'Bollywood is on the cards'

Soulful rendition

'Bollywood is on the cards'

The man who gave the world Bulla Ki Jaana in 2005 and kickstarted his career with that single hit was in the town recently for a performance.

Metrolife caught up with Rabbi Shergill — the true urban balladeer of Punjabi music — who knows the perfect recipe of combining sufiana with genres as varied as rock and the blues. After his debut album Rabbi in 2004 and the 2008 release of Avengi Ja Nahin, he finally got down to working on his third album Rabbi III, which was launched in May this year. Though his signature sound is still there, it feels more ‘pop’ than his earlier work.
However, the singer does not agree. “It’s more rock, I would say. But there are some disparate musical influences that are very clearly connected. I had a ball making it.
Besides, I think what you consider ‘pop’ music right now in India has quite a bit of rock in
it,” shares Rabbi. “Looking at the climate of the scene, the response to independent music is pretty much getting better,” he adds.

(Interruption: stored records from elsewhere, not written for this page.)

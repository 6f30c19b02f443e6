//! JSON API for catalog browsing and product recommendations.
//!
//! Endpoints:
//! - `GET  /`            — service status and catalog summary
//! - `GET  /companies`   — list all company names
//! - `GET  /recommend`   — recommend via query parameters
//! - `POST /recommend`   — recommend via JSON body

use std::sync::Arc;

use axum::{
    extract::{Query, State},
    http::StatusCode,
    response::{IntoResponse, Response},
    routing::{get, post},
    Json, Router,
};
use serde::{Deserialize, Serialize};
use tracing::{info, warn};
use uuid::Uuid;

use salesrec_core::{
    ApplicationError, InterfaceError, ProductQuery, RecommendationRequest, RecommendationResult,
};
use salesrec_db::CatalogStore;
use salesrec_engine::RecommendationEngine;

/// Companies shown inline on the status endpoint.
const STATUS_COMPANY_PREVIEW: usize = 10;

#[derive(Clone)]
pub struct AppState {
    pub catalog: Arc<CatalogStore>,
    pub engine: Arc<RecommendationEngine>,
}

#[derive(Debug, Serialize)]
pub struct StatusResponse {
    pub service: &'static str,
    pub status: &'static str,
    pub database: &'static str,
    pub ai_enabled: bool,
    pub total_companies: usize,
    pub companies: Vec<String>,
}

#[derive(Debug, Serialize)]
pub struct CompaniesResponse {
    pub companies: Vec<String>,
    pub total: usize,
}

#[derive(Debug, Deserialize)]
pub struct RecommendParams {
    pub company_name: String,
    pub product_query: String,
    pub count: Option<usize>,
}

#[derive(Debug, Deserialize)]
pub struct RecommendBody {
    pub company_name: String,
    pub product_query: ProductQuery,
    pub count: Option<usize>,
}

#[derive(Debug, Serialize)]
pub struct ErrorBody {
    pub error: &'static str,
    pub correlation_id: String,
}

#[derive(Debug)]
pub struct ApiError(InterfaceError);

impl IntoResponse for ApiError {
    fn into_response(self) -> Response {
        let (status, correlation_id) = match &self.0 {
            InterfaceError::BadRequest { correlation_id, .. } => {
                (StatusCode::BAD_REQUEST, correlation_id.clone())
            }
            InterfaceError::ServiceUnavailable { correlation_id, .. } => {
                (StatusCode::SERVICE_UNAVAILABLE, correlation_id.clone())
            }
            InterfaceError::Internal { correlation_id, .. } => {
                (StatusCode::INTERNAL_SERVER_ERROR, correlation_id.clone())
            }
        };
        let body = ErrorBody { error: self.0.user_message(), correlation_id };
        (status, Json(body)).into_response()
    }
}

pub fn router(state: AppState) -> Router {
    Router::new()
        .route("/", get(service_status))
        .route("/companies", get(list_companies))
        .route("/recommend", get(recommend_from_params))
        .route("/recommend", post(recommend_from_body))
        .with_state(state)
}

pub async fn service_status(
    State(state): State<AppState>,
) -> Result<Json<StatusResponse>, ApiError> {
    let correlation_id = Uuid::new_v4().to_string();
    let names = company_names(&state, &correlation_id).await?;

    Ok(Json(StatusResponse {
        service: "salesrec",
        status: "running",
        database: "SQLite",
        ai_enabled: state.engine.ai_available(),
        total_companies: names.len(),
        companies: names.into_iter().take(STATUS_COMPANY_PREVIEW).collect(),
    }))
}

pub async fn list_companies(
    State(state): State<AppState>,
) -> Result<Json<CompaniesResponse>, ApiError> {
    let correlation_id = Uuid::new_v4().to_string();
    let names = company_names(&state, &correlation_id).await?;
    let total = names.len();
    Ok(Json(CompaniesResponse { companies: names, total }))
}

pub async fn recommend_from_params(
    State(state): State<AppState>,
    Query(params): Query<RecommendParams>,
) -> Result<Json<RecommendationResult>, ApiError> {
    recommend(
        &state,
        params.company_name,
        ProductQuery::Text(params.product_query),
        params.count,
    )
    .await
    .map(Json)
}

pub async fn recommend_from_body(
    State(state): State<AppState>,
    Json(body): Json<RecommendBody>,
) -> Result<Json<RecommendationResult>, ApiError> {
    recommend(&state, body.company_name, body.product_query, body.count).await.map(Json)
}

async fn recommend(
    state: &AppState,
    company_name: String,
    product_query: ProductQuery,
    count: Option<usize>,
) -> Result<RecommendationResult, ApiError> {
    let correlation_id = Uuid::new_v4().to_string();

    let request =
        RecommendationRequest::new(company_name, product_query, count).map_err(|error| {
            warn!(
                event_name = "api.recommend.rejected",
                correlation_id = %correlation_id,
                error = %error,
                "recommendation request failed validation"
            );
            ApiError(ApplicationError::from(error).into_interface(&correlation_id))
        })?;

    let snapshot = state.catalog.snapshot().await.map_err(|error| {
        warn!(
            event_name = "api.recommend.catalog_unavailable",
            correlation_id = %correlation_id,
            error = %error,
            "catalog snapshot failed"
        );
        ApiError(
            ApplicationError::Persistence(error.to_string()).into_interface(&correlation_id),
        )
    })?;

    let result = state.engine.recommend(&snapshot, &request).await;
    info!(
        event_name = "api.recommend.completed",
        correlation_id = %correlation_id,
        company_name = %request.company_name(),
        method = result.method.as_str(),
        total = result.total_recommendations,
        "recommendation request completed"
    );
    Ok(result)
}

async fn company_names(state: &AppState, correlation_id: &str) -> Result<Vec<String>, ApiError> {
    state.catalog.company_names().await.map_err(|error| {
        warn!(
            event_name = "api.companies.catalog_unavailable",
            correlation_id = %correlation_id,
            error = %error,
            "company listing failed"
        );
        ApiError(ApplicationError::Persistence(error.to_string()).into_interface(correlation_id))
    })
}

#[cfg(test)]
mod tests {
    use std::sync::Arc;

    use axum::extract::{Query, State};
    use axum::Json;

    use salesrec_core::{CandidateSelector, InterfaceError, Method, ProductQuery};
    use salesrec_db::{connect_with_settings, migrations, CatalogStore, DbPool, DemoSeedDataset};
    use salesrec_engine::RecommendationEngine;

    use super::{
        list_companies, recommend_from_body, recommend_from_params, service_status, AppState,
        RecommendBody, RecommendParams,
    };

    async fn seeded_state() -> (AppState, DbPool) {
        let pool = connect_with_settings("sqlite::memory:?cache=shared", 1, 5)
            .await
            .expect("pool should connect");
        migrations::run_pending(&pool).await.expect("migrations should apply");
        DemoSeedDataset::load(&pool).await.expect("demo catalog should load");

        let state = AppState {
            catalog: Arc::new(CatalogStore::new(pool.clone())),
            engine: Arc::new(RecommendationEngine::fallback_only(CandidateSelector::default())),
        };
        (state, pool)
    }

    #[tokio::test]
    async fn status_reports_catalog_summary() {
        let (state, pool) = seeded_state().await;

        let Json(status) = service_status(State(state)).await.expect("status should succeed");

        assert_eq!(status.service, "salesrec");
        assert_eq!(status.database, "SQLite");
        assert!(!status.ai_enabled);
        assert_eq!(status.total_companies, 5);
        assert_eq!(status.companies.len(), 5);

        pool.close().await;
    }

    #[tokio::test]
    async fn companies_lists_all_names_in_order() {
        let (state, pool) = seeded_state().await;

        let Json(response) =
            list_companies(State(state)).await.expect("company listing should succeed");

        assert_eq!(response.total, 5);
        assert_eq!(response.companies.first().map(String::as_str), Some("Acme Industrial"));

        pool.close().await;
    }

    #[tokio::test]
    async fn get_recommend_returns_same_company_products_first() {
        let (state, pool) = seeded_state().await;

        let Json(result) = recommend_from_params(
            State(state),
            Query(RecommendParams {
                company_name: "Fowler".to_string(),
                product_query: "Cleaner".to_string(),
                count: Some(5),
            }),
        )
        .await
        .expect("recommendation should succeed");

        assert_eq!(result.method, Method::Fallback);
        assert!(!result.ai_used);
        assert!(!result.recommendations.is_empty());
        assert_eq!(result.recommendations[0].company_name, "Fowler");
        assert!(result.total_recommendations <= 5);

        pool.close().await;
    }

    #[tokio::test]
    async fn post_recommend_accepts_query_term_lists() {
        let (state, pool) = seeded_state().await;

        let Json(result) = recommend_from_body(
            State(state),
            Json(RecommendBody {
                company_name: "Helios Thermal".to_string(),
                product_query: ProductQuery::Terms(vec![
                    "Heat".to_string(),
                    "Pump".to_string(),
                ]),
                count: None,
            }),
        )
        .await
        .expect("recommendation should succeed");

        assert!(result
            .recommendations
            .iter()
            .any(|product| product.product_line == "Heat Pump"));

        pool.close().await;
    }

    #[tokio::test]
    async fn invalid_count_is_rejected_with_bad_request() {
        let (state, pool) = seeded_state().await;

        let error = recommend_from_params(
            State(state),
            Query(RecommendParams {
                company_name: "Fowler".to_string(),
                product_query: "Cleaner".to_string(),
                count: Some(42),
            }),
        )
        .await
        .expect_err("out-of-range count should be rejected");

        assert!(matches!(error.0, InterfaceError::BadRequest { .. }));

        pool.close().await;
    }

    #[tokio::test]
    async fn closed_database_maps_to_service_unavailable() {
        let (state, pool) = seeded_state().await;
        pool.close().await;

        let error = recommend_from_params(
            State(state),
            Query(RecommendParams {
                company_name: "Fowler".to_string(),
                product_query: "Cleaner".to_string(),
                count: None,
            }),
        )
        .await
        .expect_err("closed pool should surface as unavailable");

        assert!(matches!(error.0, InterfaceError::ServiceUnavailable { .. }));
    }
}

For the average music listener, his music captures the soul of Punjab. But he feels that he probably isn’t as much in touch with his Punjabi roots as people make him out to be. “I don’t know if I’m an exemplar of the rooted individual. I would imagine that I’m fairly compromised, like anybody else. I’m well at ease among Indians and my languages. But my musical language is not Indian at all,” he notes.

Though he is primarily an ‘independent’ artiste, he did try his hand at Bollywood as the music director and lyricist for the film ‘Delhii Heights’. Recently, he even gave playback singing a shot and sang the much appreciated song Challa for Yash Chopra’s upcoming film Jab Tak Hai Jaan. Interestingly, the song is composed by A R Rahman with lyrics by Gulzar. From the looks of it, one can expect to hear his voice in more Bollywood songs, though he refuses to reveal any details.

“Bollywood is on the cards. But I can’t speak about it without getting into trouble because I’ve been barred from doing so. Even in Jab Tak Hai Jaan, my contract stipulated that I don’t talk about it till its official release. That’s how everything in Bollywood works right now,” he says.

Everybody knows the story of how Rabbi fell in love with music after he went to a Bruce Springsteen concert while at school. Other than Springsteen, he also listens to a lot of other Western bands and artistes. “I can’t say who my influences are because that’s for listeners to certify. I can say what I listen to — Sting, ‘U2’, ‘Aerosmith’, ‘Led Zepellin’, ‘Meatloaf’ and Bob Dylan.”

What advice does he have for young songwriters? “Work harder and get good. Ultimately, it’s all about getting good,” he concludes.